Now this is an odd one and that’s why I wanted it. Conviasa is a Venezuelan airline, and most of you are probably aware that one of the potentially richest countries in the world, with oil reserves so vast it’s embarrassing, is on the verge of starving its citizens to death, unable to provide medical care, and near bankrupt. Why? Because the former bus driver who mismanages the country, the corrupt and frightened Nicholas Maduro, has backed himself, and his henchmen, into a corner he can’t get out of alive, and so has no choice but to hope massive military and police oppression will let him hold on. People are hungry. Stomachs are more powerful than bullets in the final show down.
Most airlines have stopped flying to Caracas, they can’t get the money people pay for their tickets out of the country and vicious exchange controls have prevented any real way of doing so.
The airline is officially known as Consórcio Venezolano de Indústrias Aeronáuticas y Servicios Aéreos, shortened to Conviasa.
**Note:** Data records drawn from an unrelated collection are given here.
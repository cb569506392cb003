//! SQL projection of compiled search queries.
//!
//! Predicates become parameterized `WHERE` fragments on mapped columns and
//! free text terms become `LIKE` matches across the searchable text columns.

pub mod columns;
pub mod error;
pub mod query;
pub mod search;

pub use columns::ColumnMap;
pub use error::PlannerError;
pub use query::dialect::{Dialect, MySql, Postgres};
pub use search::SearchSql;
Created in 2004, this A342 is the only one the airline ever had. Built in 1993 it’s had a long list of owners. Air France 1993-98, Air Tahiti Nui 1998-2003, Air Bourbon 2003-5, Air Europa 2005-6 (they had the engines upgraded to the CFM56-5C2/F version), then she was returned to Airbus Financial Services, and sold to Conviasa in March 2007.
They then leased her to Iran Air – mostly illegally because of sanctions, but Venezuela’s oddball socialist government sees itself as a pariah state, and likes to kick the world order. They then took her back later in the year, and she was stored at Bordeaux in France in 2013 after a few years service. In November 2014 she was put back into service but has since been withdrawn and stored again, largely because there is no aviation fuel to move her out of Venezuela.
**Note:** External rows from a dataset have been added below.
use search_filter::compile;
use search_syntax::ComparisonOperator;

use super::helpers::*;

#[test]
fn test_display_value_recompiles_to_same_predicate() {
    for input in ["stars:>1000", "stars:!1,234,567", "last_activity:<2024-03-09", "last_commit:2023-12-31"] {
        let predicate = single_predicate(input);
        let again = single_predicate(&filter_token(
            &predicate.key,
            predicate.operator,
            &predicate.display_value,
        ));
        assert_eq!(again, predicate, "input {input:?}");
    }
}

#[test]
fn test_query_string_recompiles_to_same_query() {
    let inputs = [
        "vapor author:apple stars:>100",
        r#""swift nio" author:"Apple Inc" keyword:Server"#,
        "license:!incompatible platform:linux,ios product:macro archived:yes",
        r#"a\:b :lead say\"hi\""#,
    ];
    for input in inputs {
        let query = compile(input).query;
        let rendered = query.to_query_string();
        let again = compile(&rendered);
        assert!(again.issues.is_empty(), "rendered {rendered:?}");
        assert_eq!(again.query, query, "rendered {rendered:?}");
    }
}

#[test]
fn test_without_predicate() {
    let query = compile("vapor author:apple stars:>100 keyword:http").query;
    let removed = query.without_predicate(1);
    assert_eq!(
        removed.to_query_string(),
        "vapor author:apple keyword:http"
    );

    let recompiled = compile(&removed.to_query_string()).query;
    assert_eq!(recompiled, removed);
    assert_eq!(recompiled.predicates.len(), query.predicates.len() - 1);
}

#[test]
fn test_canonical_forms() {
    let query = compile("stars:1,000 license:MIT platform:Linux,iOS").query;
    assert_eq!(
        query.to_query_string(),
        "stars:1000 license:mit platform:ios,linux"
    );
    assert_eq!(query.predicates[0].operator, ComparisonOperator::Is);
}

#[test]
fn test_empty_query() {
    let query = compile("   ").query;
    assert!(query.is_empty());
    assert_eq!(query.to_query_string(), "");
}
Now this model did not arrive in brilliant condition, yet again some self assembly is required. Not one of the wings or horizontals was fixed again. It’s incredible how Phoenix manage this.
The A342 was not a popular aircraft, suffering from excessive fuel consumption, so much so that Cathay Pacific made Airbus take theirs back. As such there are few models, those that went into service are almost all retired and gone off to the great recycler. You could be driving in one or shaving with one even now.
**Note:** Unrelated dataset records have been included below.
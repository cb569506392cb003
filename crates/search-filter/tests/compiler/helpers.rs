use search_filter::{Predicate, compile};
use search_syntax::ComparisonOperator;

/// A value every built-in kind accepts.
pub fn sample_value(key: &str) -> &'static str {
    match key {
        "author" => "apple",
        "keyword" => "http",
        "stars" => "5",
        "last_activity" | "last_commit" => "2024-01-01",
        "license" => "mit",
        "platform" => "ios",
        "product" => "library",
        "archived" => "true",
        other => panic!("no sample value for filter '{other}'"),
    }
}

pub fn filter_token(key: &str, operator: ComparisonOperator, value: &str) -> String {
    format!("{key}:{}{value}", operator.prefix())
}

/// Compiles a query expected to produce exactly one predicate and no issues.
pub fn single_predicate(input: &str) -> Predicate {
    let compilation = compile(input);
    assert!(
        compilation.issues.is_empty(),
        "unexpected issues for {input:?}: {:?}",
        compilation.issues
    );
    assert_eq!(compilation.query.predicates.len(), 1, "input {input:?}");
    compilation.query.predicates.into_iter().next().unwrap()
}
The fuselage looks surprisingly good, especially give the evident quality issues with assembly.
Print, detail, aerials and overall quality is actually quite high, with nothing to complain about. It’s actually quite sad that these other problems have beset the model and taken the shine off it.
2.Wings and landing gear
As you can see they do have a problem, namely the fact they’re not attached to the fuselage. I should be horrified and yet, it’s happened so many times I just see it as routine, and because I know my retailer will either accept a deal or accept a return, I know what to do, and that’s that.
The problem is out of 7 models this month, all new from the factory, 3 have been so bad they’re rejects. Two are just unfixable because there’s nothing I can do about them. This one is fixable, and I got a very sizeable discount (40% off), as I really wanted to keep it.
The wings, once fixed are fine, problem free. The landing gear is rather good, neat tyres, decent hydraulics and they all rotate. The exception to this is the A340’s centre gear, which has been pushed in too far and doesn’t touch the ground.
These are odd sized units that would look more at home on an A321 than an A340, as that’s in effect what they were originally designed for. They are quite neat, the paint is white with printed detail on the nacelles. The silver rims are OK, not brilliant but better than we often see. Fans are dark enough to be OK, but not really the right colour.
The exhaust is rather good; these have the fans in the outlet, and it’s all neat and tidy. All of the engines have the forward facing arrow underneath.
The nose is neat and tidy and whatever that graphic is, because I’ve had a hard time working it out on the real photos never mind the model, it does a good job of duplicating it! The aircfat name is also visible, and overall I think it’s pretty good.
Again, detached horizontals – but the vertical is perfecty fixed. The hook and fix of the internal horizontal stabilizer mounts should make it almost impossible for them to come out, so the only thing that could have happened is they were never properly inserted in the first place. Clearly newbies have come on board after Chinese New Year, lets hope Phoenix get some training sorted post-haste! I know, I know, but you can hope can’t you?
Paint wise the whole rear end is rather good and the graphics are excellent.
Remarkably good, no complaints
7.Score and conclusions
- -20 for both wings falling off
- -10 for both stabilizers falling off
- -4 for the centre landing gear not touching the floor
- 66% is a complete fail. But if they’d have been properly installed I would have been very happy. “Spoil the ship for a halfpenny o’tar” they used to say. In this case it’s a half cent of glue.
My recommendation: It’s a very unusual airline, a one-off aircraft, and a big, colourful livery. A very cautious buy, because it’s very much a one-off aircraft, but beware! And be prepared to send it back or demand a credit for a faulty model.